Lyrica Precautions and Warnings

Before starting a new drug, it is important to understand the risks involved in taking it. With Lyrica, precautions and warnings include being aware of possible drug interactions, the risk of side effects (such as vision problems) in some people who take the drug, and those who shouldn't take it at all (such as those who are allergic to any component used to make Lyrica).

Lyrica: What Should I Tell My Healthcare Provider?

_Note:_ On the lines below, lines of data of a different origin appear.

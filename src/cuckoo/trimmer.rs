// src/cuckoo/trimmer.rs - Multi-stage bucketed edge trimmer

//! The trimming pipeline.
//!
//! Worker threads move in lock-step through a fixed schedule of passes over
//! the shared bucket matrix, separated by a reusable barrier:
//!
//! 1. `gen_u_nodes` hashes every edge and buckets it by the U node's X bits.
//! 2. `gen_v_nodes` drops edges whose U node has degree one and pairs the
//!    survivors with their V nodes.
//! 3. `trim_edges` rounds alternate between the V and U orientation, each
//!    dropping edges whose trimmed endpoint has degree one.
//! 4. At `compress_round` a `trim_rename` pair replaces surviving (Y, Z)
//!    pairs with dense 15-bit ids, shrinking records to 4 bytes so later
//!    rounds (`trim_edges1`) can count degrees directly in a small table.
//! 5. A final `trim_rename1` pair compresses node ids to 11 bits for the
//!    cycle finder.
//!
//! Within a pass each worker owns a set of rows (or columns) outright, so
//! the matrix needs no locks; the barrier is the only synchronization.

use std::sync::atomic::{AtomicBool, AtomicU64, Ordering};

use tracing::debug;

use super::barrier::Barrier;
use super::matrix::{read32, read64, write32, write64, BucketMatrix, Indexer, WordArena};
use super::params::Params;
use super::siphash::{detect_simd, siphash24_x8, sipnode, SipKeys, SIP_LANES};
use super::SolverError;

/// Shared state of one trimming run
pub(crate) struct EdgeTrimmer {
    pub params: Params,
    pub keys: SipKeys,
    pub n_threads: usize,
    /// NX x NY shared bucket matrix
    pub buckets: BucketMatrix,
    /// Per-thread staging buckets, one NY-band per worker
    tbuckets: BucketMatrix,
    /// First-rename tables: compressed id -> (Y, Z), per U row / V column
    pub rename_u: WordArena,
    /// See [`EdgeTrimmer::rename_u`]
    pub rename_v: WordArena,
    /// Second-rename tables: 11-bit id -> 15-bit id
    pub rename_u1: WordArena,
    /// See [`EdgeTrimmer::rename_u1`]
    pub rename_v1: WordArena,
    /// Surviving record count per (pass, thread), for logs and diagnostics
    counts: Vec<AtomicU64>,
    bucket_overflow: AtomicBool,
    rename_overflow: AtomicBool,
    barrier: Barrier,
    /// AVX2 siphash batches are available on this CPU
    pub use_simd: bool,
}

/// Thread-local scratch; sized once, reused across all passes
struct Scratch {
    /// Degree counters, one byte per Z (or per 15-bit id)
    degs8: Vec<u8>,
    /// Degree counters sharing slots with rename ids
    degs16: Vec<u16>,
    /// Edge indices of nodes that kept degree >= 2
    edges: Vec<u32>,
    /// Z values matching `edges`
    zs: Vec<u16>,
    /// Last edge index written per bucket, for zero-record sync
    last: Vec<u32>,
}

impl Scratch {
    fn new(p: &Params) -> Self {
        let deg_len = p.n_z.max(p.n_yz1) as usize;
        Self {
            degs8: vec![0; deg_len],
            degs16: vec![0; deg_len],
            edges: vec![0; p.z_bucket_slots],
            zs: vec![0; p.z_bucket_slots],
            last: vec![0; p.n_x as usize],
        }
    }
}
// src/cuckoo/mod.rs - Cuckoo Cycle solver module

//! Cuckoo Cycle solver.
//!
//! The proof-of-work asks for a cycle of fixed length in a bipartite graph
//! whose `2^edge_bits` edges are derived from the header by siphash-2-4.
//! [`find_cycles`] runs the full pipeline: key derivation, multi-threaded
//! bucket trimming, cycle search, and edge-index recovery; it returns every
//! cycle of the requested length (an empty result is a normal miss, not an
//! error). [`solver::verify_solution`] checks a proof independently.
//!
//! Discovery is probabilistic: most headers yield no cycle and the caller is
//! expected to retry with fresh headers.

pub mod barrier;
pub(crate) mod matrix;
pub mod params;
pub mod siphash;
pub mod solver;
pub(crate) mod trimmer;

use thiserror::Error;
use tracing::info;

use params::Params;
use solver::SolverCtx;

pub use params::{MAX_EDGE_BITS, MIN_EDGE_BITS};

/// Errors reported by the solver core
#[derive(Error, Debug, PartialEq, Eq)]
pub enum SolverError {
    /// Graph size outside the supported range
    #[error("edge bits {0} outside supported range 16..=31")]
    UnsupportedEdgeBits(u8),

    /// Cycle length that can never occur in a bipartite graph
    #[error("proof size {0} must be a positive even number")]
    InvalidProofSize(u8),

    /// A bucket exceeded its capacity during trimming; vanishingly rare
    /// under standard parameters, the caller retries with a fresh header
    #[error("bucket overflow while trimming")]
    BucketOverflow,

    /// More distinct node ids survived in one partition than a rename table
    /// can hold; same retry policy as bucket overflow
    #[error("rename table overflow while compressing")]
    RenameTableOverflow,
}

/// A solution: the edge indices of one cycle, sorted ascending
#[derive(Debug, Clone, PartialEq, Eq, PartialOrd, Ord, Hash)]
pub struct Cycle {
    /// Edge indices forming the cycle
    pub edges: Vec<u32>,
}

impl Cycle {
    /// Verify this cycle against a header; see [`solver::verify_solution`]
    pub fn verify(&self, header: &[u8], edge_bits: u8) -> Result<bool, SolverError> {
        solver::verify_solution(header, edge_bits, &self.edges)
    }
}

/// Find every cycle of length `proof_size` in the graph derived from
/// `header`.
///
/// `threads` worker threads share the trimming and edge-recovery work; zero
/// is treated as one. The result is deterministic for fixed inputs and does
/// not depend on the thread count.
pub fn find_cycles(
    header: &[u8],
    edge_bits: u8,
    proof_size: u8,
    threads: usize,
) -> Result<Vec<Cycle>, SolverError> {
    let params = Params::new(edge_bits).ok_or(SolverError::UnsupportedEdgeBits(edge_bits))?;
    if proof_size == 0 || proof_size % 2 != 0 {
        return Err(SolverError::InvalidProofSize(proof_size));
    }
    let threads = threads.max(1);

    info!(edge_bits, proof_size, threads, "searching for cycles");
    let mut ctx = SolverCtx::new(header, params, threads, proof_size as usize);
    let cycles = ctx.solve()?;
    info!(found = cycles.len(), "cycle search finished");
    Ok(cycles)
}

#[cfg(test)]
mod tests {
    use super::*;
    use std::collections::BTreeSet;

    #[test]
    fn test_finds_and_verifies_small_cycles() {
        let mut found = 0;
        for n in 0..40u32 {
            let header = n.to_le_bytes();
            let cycles = find_cycles(&header, 16, 4, 2).unwrap();
            for cycle in &cycles {
                assert_eq!(cycle.edges.len(), 4);
                assert!(cycle.edges.windows(2).all(|w| w[0] < w[1]));
                assert!(cycle.edges.iter().all(|&e| e < 1 << 16));
                assert_eq!(cycle.verify(&header, 16), Ok(true));
            }
            found += cycles.len();
        }
        assert!(found > 0, "no 4-cycle in 40 headers");
    }

    #[test]
    fn test_deterministic_across_runs() {
        let header = hex::decode("deadbeef").unwrap();
        let first = find_cycles(&header, 18, 6, 2).unwrap();
        let second = find_cycles(&header, 18, 6, 2).unwrap();
        assert_eq!(first, second);
        for cycle in &first {
            assert_eq!(cycle.verify(&header, 18), Ok(true));
        }
    }

    #[test]
    fn test_thread_invariance() {
        let header = b"thread count must not matter";
        let mut results: Vec<BTreeSet<Cycle>> = Vec::new();
        for threads in [1, 2, 4, 8] {
            let cycles = find_cycles(header, 16, 4, threads).unwrap();
            results.push(cycles.into_iter().collect());
        }
        for pair in results.windows(2) {
            assert_eq!(pair[0], pair[1]);
        }
    }

    #[test]
    fn test_empty_header_runs() {
        let cycles = find_cycles(b"", 16, 4, 1).unwrap();
        for cycle in &cycles {
            assert_eq!(cycle.verify(b"", 16), Ok(true));
        }
    }

    #[test]
    fn test_verified_cycles_at_medium_size() {
        for n in 0..3u32 {
            let header = n.to_le_bytes();
            let cycles = find_cycles(&header, 20, 42, 4).unwrap();
            for cycle in &cycles {
                assert_eq!(cycle.edges.len(), 42);
                assert_eq!(cycle.verify(&header, 20), Ok(true));
            }
        }
    }

    #[test]
    fn test_rejects_bad_parameters() {
        assert_eq!(
            find_cycles(b"x", 15, 4, 1).unwrap_err(),
            SolverError::UnsupportedEdgeBits(15)
        );
        assert_eq!(
            find_cycles(b"x", 32, 4, 1).unwrap_err(),
            SolverError::UnsupportedEdgeBits(32)
        );
        assert_eq!(
            find_cycles(b"x", 16, 0, 1).unwrap_err(),
            SolverError::InvalidProofSize(0)
        );
        assert_eq!(
            find_cycles(b"x", 16, 5, 1).unwrap_err(),
            SolverError::InvalidProofSize(5)
        );
    }

    #[test]
    #[ignore = "larger graph, run explicitly"]
    fn test_thread_invariance_medium() {
        let header = b"medium graph";
        let one: BTreeSet<Cycle> = find_cycles(header, 22, 10, 1).unwrap().into_iter().collect();
        let eight: BTreeSet<Cycle> = find_cycles(header, 22, 10, 8).unwrap().into_iter().collect();
        assert_eq!(one, eight);
    }

    #[test]
    #[ignore = "stress batch, run explicitly"]
    fn test_large_header_batch_no_overflow() {
        for n in 0..1000u32 {
            let header = n.to_le_bytes();
            find_cycles(&header, 20, 42, 4).unwrap();
        }
    }
}
// src/cuckoo/solver.rs - Cycle search and proof recovery

//! Cycle search over the trimmed edge set.
//!
//! After trimming, surviving records are 4-byte pairs of 11-bit compressed
//! node ids. The finder treats nodes as `(X ‖ id) * 2 + side` and maintains a
//! direct-addressed predecessor array; inserting an edge walks both endpoint
//! chains, and a meeting pair of walks either closes a cycle or splices the
//! shorter chain onto the longer, which keeps walks bounded.
//!
//! A found cycle only knows its compressed endpoints. The matcher re-runs
//! edge generation over the whole edge space, filters candidates through a
//! per-(X, Y) bitset, and recovers the original edge index of every proof
//! edge by comparing both endpoints.

use std::collections::HashMap;

use tracing::{debug, warn};

use super::matrix::read32;
use super::params::Params;
use super::siphash::{siphash24_x8, sipnode, SipKeys, SIP_LANES};
use super::trimmer::EdgeTrimmer;
use super::{Cycle, SolverError};

/// Longest predecessor chain the finder will follow
const MAX_PATH_LEN: usize = 8192;

/// Empty slot marker in the predecessor array
const NIL: u32 = u32::MAX;

/// One solve attempt: a trimmer plus the cycle-search state
pub(crate) struct SolverCtx {
    trimmer: EdgeTrimmer,
    /// Predecessor array over compressed node ids, allocated after trimming
    cuckoo: Vec<u32>,
    /// Uncompressed U nodes of the cycle being recovered
    cycle_us: Vec<u32>,
    /// Uncompressed V nodes of the cycle being recovered
    cycle_vs: Vec<u32>,
    /// Bitset of (X, Y) prefixes occupied by cycle U nodes
    uxymap: Vec<u64>,
    /// Recovered edge indices, `proof_size` per found cycle
    sols: Vec<u32>,
    proof_size: usize,
}

impl SolverCtx {
    pub fn new(header: &[u8], params: Params, threads: usize, proof_size: usize) -> Self {
        let keys = SipKeys::from_header(header);
        let uxy_words = (params.n_xy as usize + 63) / 64;
        Self {
            trimmer: EdgeTrimmer::new(keys, params, threads),
            cuckoo: Vec::new(),
            cycle_us: vec![0; proof_size],
            cycle_vs: vec![0; proof_size],
            uxymap: vec![0; uxy_words],
            sols: Vec::new(),
            proof_size,
        }
    }

    /// Trim the graph, then search it for cycles of the requested length
    pub fn solve(&mut self) -> Result<Vec<Cycle>, SolverError> {
        self.trimmer.trim()?;
        self.cuckoo = vec![NIL; self.trimmer.params.cuckoo_size];
        self.find_cycles();
        Ok(self
            .sols
            .chunks(self.proof_size)
            .map(|chunk| Cycle {
                edges: chunk.to_vec(),
            })
            .collect())
    }

    fn find_cycles(&mut self) {
        let p = self.trimmer.params.clone();
        let n_x = p.n_x as usize;
        let base = self.trimmer.buckets.mem.base();
        let mut us = vec![0u32; MAX_PATH_LEN];
        let mut vs = vec![0u32; MAX_PATH_LEN];

        for vx in 0..n_x {
            for ux in 0..n_x {
                let boff = self.trimmer.buckets.bucket_off(ux, vx);
                let bsize = self.trimmer.buckets.size(ux, vx);
                let mut rd = 0usize;
                while rd < bsize {
                    // bit        21..11     10...0
                    // read       UYYZZZ'    VYYZZ'   within VX partition
                    let e = unsafe { read32(base, boff + rd) };
                    rd += 4;
                    let uxyz = ((ux as u32) << p.yz2_bits) | (e >> p.yz2_bits);
                    let vxyz = ((vx as u32) << p.yz2_bits) | (e & p.yz2_mask);

                    let u0 = uxyz << 1;
                    let v0 = (vxyz << 1) | 1;
                    let nu = self.path(u0, &mut us);
                    let nv = self.path(v0, &mut vs);
                    if us[nu] == vs[nv] {
                        // both chains reach the same root: closing this edge
                        // forms a cycle through the first shared node
                        let common = nu.min(nv);
                        let (mut nu, mut nv) = (nu - common, nv - common);
                        while us[nu] != vs[nv] {
                            nu += 1;
                            nv += 1;
                        }
                        let len = nu + nv + 1;
                        debug!(len, "cycle found");
                        if len == self.proof_size {
                            self.record_solution(&us, nu, &vs, nv);
                        }
                    } else if nu < nv {
                        // splice the shorter chain onto the longer
                        for k in (0..nu).rev() {
                            self.cuckoo[us[k + 1] as usize] = us[k];
                        }
                        self.cuckoo[u0 as usize] = v0;
                    } else {
                        for k in (0..nv).rev() {
                            self.cuckoo[vs[k + 1] as usize] = vs[k];
                        }
                        self.cuckoo[v0 as usize] = u0;
                    }
                }
            }
        }
    }

    /// Walk the predecessor chain from `u`, recording it into `path`.
    /// Returns the index of the chain's root.
    fn path(&self, mut u: u32, path: &mut [u32]) -> usize {
        let mut nu = 0usize;
        while u != NIL {
            if nu >= MAX_PATH_LEN {
                // the tree discipline was violated; back off to the
                // repeated node instead of walking forever
                warn!("maximum path length exceeded");
                while nu > 0 {
                    nu -= 1;
                    if path[nu] == u {
                        break;
                    }
                }
                break;
            }
            path[nu] = u;
            nu += 1;
            u = self.cuckoo[u as usize];
        }
        nu.saturating_sub(1)
    }

    /// Record one found cycle: uncompress its endpoints, then recover the
    /// original edge indices and append them (sorted) to `sols`.
    fn record_solution(&mut self, us: &[u32], nu: usize, vs: &[u32], nv: usize) {
        let mut ni = 0;
        self.record_edge(ni, us[0], vs[0]);
        ni += 1;
        for k in (0..nu).rev() {
            // u's in even positions; v's in odd
            self.record_edge(ni, us[(k + 1) & !1], us[k | 1]);
            ni += 1;
        }
        for k in (0..nv).rev() {
            // u's in odd positions; v's in even
            self.record_edge(ni, vs[k | 1], vs[(k + 1) & !1]);
            ni += 1;
        }
        debug_assert_eq!(ni, self.proof_size);

        let sol_base = self.sols.len();
        self.sols.resize(sol_base + self.proof_size, 0);
        for (slot, edge) in self.match_u_nodes() {
            self.sols[sol_base + slot] = edge;
        }
        self.sols[sol_base..].sort_unstable();
    }

    /// Map one cycle edge's compressed endpoints back through both rename
    /// tables to the original node values.
    fn record_edge(&mut self, i: usize, u2: u32, v2: u32) {
        let p = &self.trimmer.params;
        let u1 = u2 / 2;
        let ux = u1 >> p.yz2_bits;
        let mut uyz = unsafe {
            self.trimmer
                .rename_u1
                .read((ux * p.n_yz2 + (u1 & p.yz2_mask)) as usize)
        };
        debug_assert!(uyz < p.n_yz1);
        let v1 = v2 / 2;
        let vx = v1 >> p.yz2_bits;
        let mut vyz = unsafe {
            self.trimmer
                .rename_v1
                .read((vx * p.n_yz2 + (v1 & p.yz2_mask)) as usize)
        };
        debug_assert!(vyz < p.n_yz1);

        if p.compress_round > 0 {
            uyz = unsafe { self.trimmer.rename_u.read((ux * p.n_yz1 + uyz) as usize) };
            vyz = unsafe { self.trimmer.rename_v.read((vx * p.n_yz1 + vyz) as usize) };
        }

        let u = ((ux << p.yz_bits) | uyz) << 1;
        let v = ((vx << p.yz_bits) | vyz) << 1 | 1;

        self.cycle_us[i] = u / 2;
        self.cycle_vs[i] = v / 2;
        let uxy = (u / 2) >> p.z_bits;
        self.uxymap[(uxy >> 6) as usize] |= 1u64 << (uxy & 63);
    }

    /// Re-run U-side edge generation across all threads and collect the
    /// (proof slot, edge index) pairs whose endpoints match the cycle.
    fn match_u_nodes(&self) -> Vec<(usize, u32)> {
        let n_threads = self.trimmer.n_threads;
        if n_threads == 1 {
            return self.match_worker(0);
        }
        std::thread::scope(|scope| {
            let handles: Vec<_> = (0..n_threads)
                .map(|id| scope.spawn(move || self.match_worker(id)))
                .collect();
            let mut matches = Vec::new();
            for handle in handles {
                matches.extend(handle.join().expect("match worker panicked"));
            }
            matches
        })
    }

    fn match_worker(&self, id: usize) -> Vec<(usize, u32)> {
        let p = &self.trimmer.params;
        let keys = &self.trimmer.keys;
        let mut matches = Vec::new();

        let starty = p.n_y as usize * id / self.trimmer.n_threads;
        let endy = p.n_y as usize * (id + 1) / self.trimmer.n_threads;
        let mut edge: u32 = (starty as u32) << p.yz_bits;

        for _my in starty..endy {
            let endedge = edge + p.n_yz;
            while edge < endedge {
                let mut nonces = [0u64; SIP_LANES];
                for (i, nonce) in nonces.iter_mut().enumerate() {
                    *nonce = 2 * u64::from(edge + i as u32);
                }
                let hashes = siphash24_x8(keys, &nonces, self.trimmer.use_simd);
                for (i, &hash) in hashes.iter().enumerate() {
                    let e = edge + i as u32;
                    let node_u = (hash & u64::from(p.edge_mask)) as u32;
                    let uxy = node_u >> p.z_bits;
                    if (self.uxymap[(uxy >> 6) as usize] >> (uxy & 63)) & 1 != 0 {
                        for slot in 0..self.proof_size {
                            if self.cycle_us[slot] == node_u
                                && self.cycle_vs[slot] == sipnode(keys, p.edge_mask, e, 1)
                            {
                                matches.push((slot, e));
                            }
                        }
                    }
                }
                edge += SIP_LANES as u32;
            }
        }
        matches
    }
}

/// Check that `edges` is a valid proof for the given header: indices sorted
/// ascending, distinct, in range, and forming a single simple cycle in the
/// bipartite siphash graph.
pub fn verify_solution(header: &[u8], edge_bits: u8, edges: &[u32]) -> Result<bool, SolverError> {
    let params = Params::new(edge_bits).ok_or(SolverError::UnsupportedEdgeBits(edge_bits))?;
    if edges.is_empty() || edges.len() % 2 != 0 {
        return Ok(false);
    }
    let keys = SipKeys::from_header(header);

    let mut endpoints = Vec::with_capacity(edges.len());
    let mut prev = None;
    for &e in edges {
        if e > params.edge_mask {
            return Ok(false);
        }
        if let Some(p) = prev {
            if e <= p {
                return Ok(false);
            }
        }
        prev = Some(e);
        // side bit keeps the two node spaces apart
        let u = u64::from(sipnode(&keys, params.edge_mask, e, 0)) * 2;
        let v = u64::from(sipnode(&keys, params.edge_mask, e, 1)) * 2 + 1;
        endpoints.push((u, v));
    }

    // every endpoint must have degree exactly two
    let mut adjacency: HashMap<u64, Vec<usize>> = HashMap::new();
    for (i, &(u, v)) in endpoints.iter().enumerate() {
        adjacency.entry(u).or_default().push(i);
        adjacency.entry(v).or_default().push(i);
    }
    if adjacency.values().any(|incident| incident.len() != 2) {
        return Ok(false);
    }

    // trace the cycle; it must close only after crossing every edge
    let start = endpoints[0].0;
    let mut at = start;
    let mut visited = vec![false; endpoints.len()];
    let mut crossed = 0;
    loop {
        let Some(&ei) = adjacency[&at].iter().find(|&&ei| !visited[ei]) else {
            break;
        };
        visited[ei] = true;
        crossed += 1;
        let (u, v) = endpoints[ei];
        at = if at == u { v } else { u };
        if at == start {
            break;
        }
    }
    Ok(crossed == endpoints.len() && at == start)
}

#[cfg(test)]
mod tests {
    use super::*;

    #[test]
    fn test_verify_rejects_unsorted() {
        assert_eq!(verify_solution(b"h", 16, &[5, 4, 7, 8]), Ok(false));
    }

    #[test]
    fn test_verify_rejects_duplicates() {
        assert_eq!(verify_solution(b"h", 16, &[4, 4, 7, 8]), Ok(false));
    }

    #[test]
    fn test_verify_rejects_out_of_range() {
        assert_eq!(verify_solution(b"h", 16, &[1, 2, 3, 1 << 16]), Ok(false));
    }

    #[test]
    fn test_verify_rejects_odd_length() {
        assert_eq!(verify_solution(b"h", 16, &[1, 2, 3]), Ok(false));
    }

    #[test]
    fn test_verify_rejects_unsupported_edge_bits() {
        assert_eq!(
            verify_solution(b"h", 15, &[1, 2, 3, 4]),
            Err(SolverError::UnsupportedEdgeBits(15))
        );
    }

    #[test]
    fn test_verify_rejects_random_edges() {
        // arbitrary ascending indices will not form a cycle
        assert_eq!(verify_solution(b"h", 16, &[10, 20, 30, 40]), Ok(false));
    }
}
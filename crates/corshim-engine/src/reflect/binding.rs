//! Binding qualifiers and member categories, numbered as the origin numbers them

bitflags::bitflags! {
    /// Qualifier set controlling which members an enumeration yields
    ///
    /// Only the four enumeration axes (visibility, instance/static, declared
    /// only) are meaningful here. The invocation bits exist so that callers
    /// passing them get a clear error instead of silently ignored bits.
    #[derive(Debug, Clone, Copy, PartialEq, Eq, Hash, Default)]
    pub struct BindingFlags: u32 {
        /// Case-insensitive name matching
        const IGNORE_CASE = 0x0000_0001;
        /// Members declared on the starting type only
        const DECLARED_ONLY = 0x0000_0002;
        /// Instance members
        const INSTANCE = 0x0000_0004;
        /// Static members
        const STATIC = 0x0000_0008;
        /// Public members
        const PUBLIC = 0x0000_0010;
        /// Non-public members
        const NON_PUBLIC = 0x0000_0020;
        /// Static members of base types
        const FLATTEN_HIERARCHY = 0x0000_0040;
        /// Invoke a method
        const INVOKE_METHOD = 0x0000_0100;
        /// Create an instance
        const CREATE_INSTANCE = 0x0000_0200;
        /// Read a field
        const GET_FIELD = 0x0000_0400;
        /// Write a field
        const SET_FIELD = 0x0000_0800;
        /// Read a property
        const GET_PROPERTY = 0x0000_1000;
        /// Write a property
        const SET_PROPERTY = 0x0000_2000;
        /// COM put
        const PUT_DISP_PROPERTY = 0x0000_4000;
        /// COM put by reference
        const PUT_REF_DISP_PROPERTY = 0x0000_8000;
        /// Exact argument types only
        const EXACT_BINDING = 0x0001_0000;
        /// No argument type coercion
        const SUPPRESS_CHANGE_TYPE = 0x0002_0000;
        /// Bind by parameter count including optionals
        const OPTIONAL_PARAM_BINDING = 0x0004_0000;
        /// Discard the return value
        const IGNORE_RETURN = 0x0100_0000;
        /// Surface exceptions unwrapped
        const DO_NOT_WRAP_EXCEPTIONS = 0x0200_0000;
    }
}

impl BindingFlags {
    /// Visibility axis
    pub const VISIBILITY: Self = Self::PUBLIC.union(Self::NON_PUBLIC);

    /// Instance/static axis
    pub const LIFETIME: Self = Self::INSTANCE.union(Self::STATIC);

    /// Every bit the enumeration engine understands
    pub const ENUMERATION: Self = Self::VISIBILITY
        .union(Self::LIFETIME)
        .union(Self::DECLARED_ONLY);

    /// The customary default query: public instance and static members
    pub const DEFAULT_LOOKUP: Self = Self::PUBLIC
        .union(Self::INSTANCE)
        .union(Self::STATIC);
}

bitflags::bitflags! {
    /// Member category
    #[derive(Debug, Clone, Copy, PartialEq, Eq, Hash)]
    pub struct MemberTypes: u32 {
        /// Constructor
        const CONSTRUCTOR = 0x01;
        /// Event
        const EVENT = 0x02;
        /// Field
        const FIELD = 0x04;
        /// Method
        const METHOD = 0x08;
        /// Property
        const PROPERTY = 0x10;
        /// Type
        const TYPE_INFO = 0x20;
        /// Custom member
        const CUSTOM = 0x40;
        /// Nested type
        const NESTED_TYPE = 0x80;
        /// Every category
        const ALL = 0xBF;
    }
}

You should talk with your healthcare provider prior to taking Lyrica® (pregabalin) if you have:
 
  • A history of drug or alcohol abuse
  • Kidney disease, including kidney failure (renal failure)
  • Heart disease, especially congestive heart failure (CHF)
  • An irregular heart rhythm (arrhythmia)
  • A bleeding disorder
  • Any allergies, including allergies to food, dyes, or preservatives.
     
Also let your healthcare provider know if you are:
 
  • Pregnant or thinking of becoming pregnant
  • Breastfeeding.
     
You should also make sure to tell your healthcare provider about all of the medicines you take, including prescription and non-prescription medicines, vitamins, and herbal supplements.
 

Specific Lyrica Precautions and Warnings

Some warnings and precautions to be aware of prior to taking Lyrica include:
 
  • Lyrica is a controlled substance, meaning that it has the potential to be abused. If you have a history of drug or alcohol abuse, it may not be the best medication for you (see Lyrica Abuse).
     
  • As with most seizure medications, stopping Lyrica too quickly can increase your risk of seizures and other problems (see Lyrica Withdrawal).
     
  • Lyrica increases the risk of tumors in mice. It is not known if Lyrica increases the risk of tumors in humans.
     
  • Make sure to see how Lyrica affects you before driving or operating any machinery, as Lyrica can cause drowsiness and dizziness. In general, you should avoid alcohol while taking Lyrica, due to the risk of increased drowsiness.
     
  • Lyrica can cause vision problems, especially blurred vision or double vision. Let your healthcare provider know if you notice vision problems while taking Lyrica.
     
  • Lyrica can cause weight gain (see Lyrica and Weight Gain). Let your healthcare provider know if you experience weight gain while taking Lyrica.
     
  • Studies suggest that Lyrica increases the risk of fluid retention, especially in the arms, hands, legs, and feet. This can be a sign of congestive heart failure (especially if accompanied by difficulty breathing or chest pain). Fluid retention may also make congestive heart failure worse. Talk with your healthcare provider right away if you notice fluid retention. Rapid unexplained weight gain can be a sign of fluid retention.
     
  • Let your healthcare provider know if you have muscle pain, weakness, or tenderness, especially if you also have fatigue and a fever. These can be signs of a dangerous muscle problem called rhabdomyolysis.
     
  • Lyrica can cause low platelets (a certain type of blood cells), which can increase your risk of bleeding. While you are taking Lyrica, be sure to watch for any unusual bruising or bleeding.
     
  • Studies suggest that Lyrica can cause an irregular heart rhythm (arrhythmia). Let your healthcare provider know if you have an arrhythmia.
     
  • Let your healthcare provider know if you have kidney disease, as you may need a lower Lyrica dosage.
     
  • Lyrica can interact with certain other medications (see Lyrica Drug Interactions).
     
  • Lyrica is considered a pregnancy Category C medication. This means that it may not be safe for pregnant women -- though the full risks of taking this drug during pregnancy are not known. Talk with your healthcare provider about the risks and benefits of taking the drug during pregnancy (see Lyrica and Pregnancy).
     
  • It is not known if Lyrica passes through breast milk. Therefore, if you are breastfeeding or plan to breastfeed, discuss this with your healthcare provider prior to taking the drug (see Lyrica and Breastfeeding).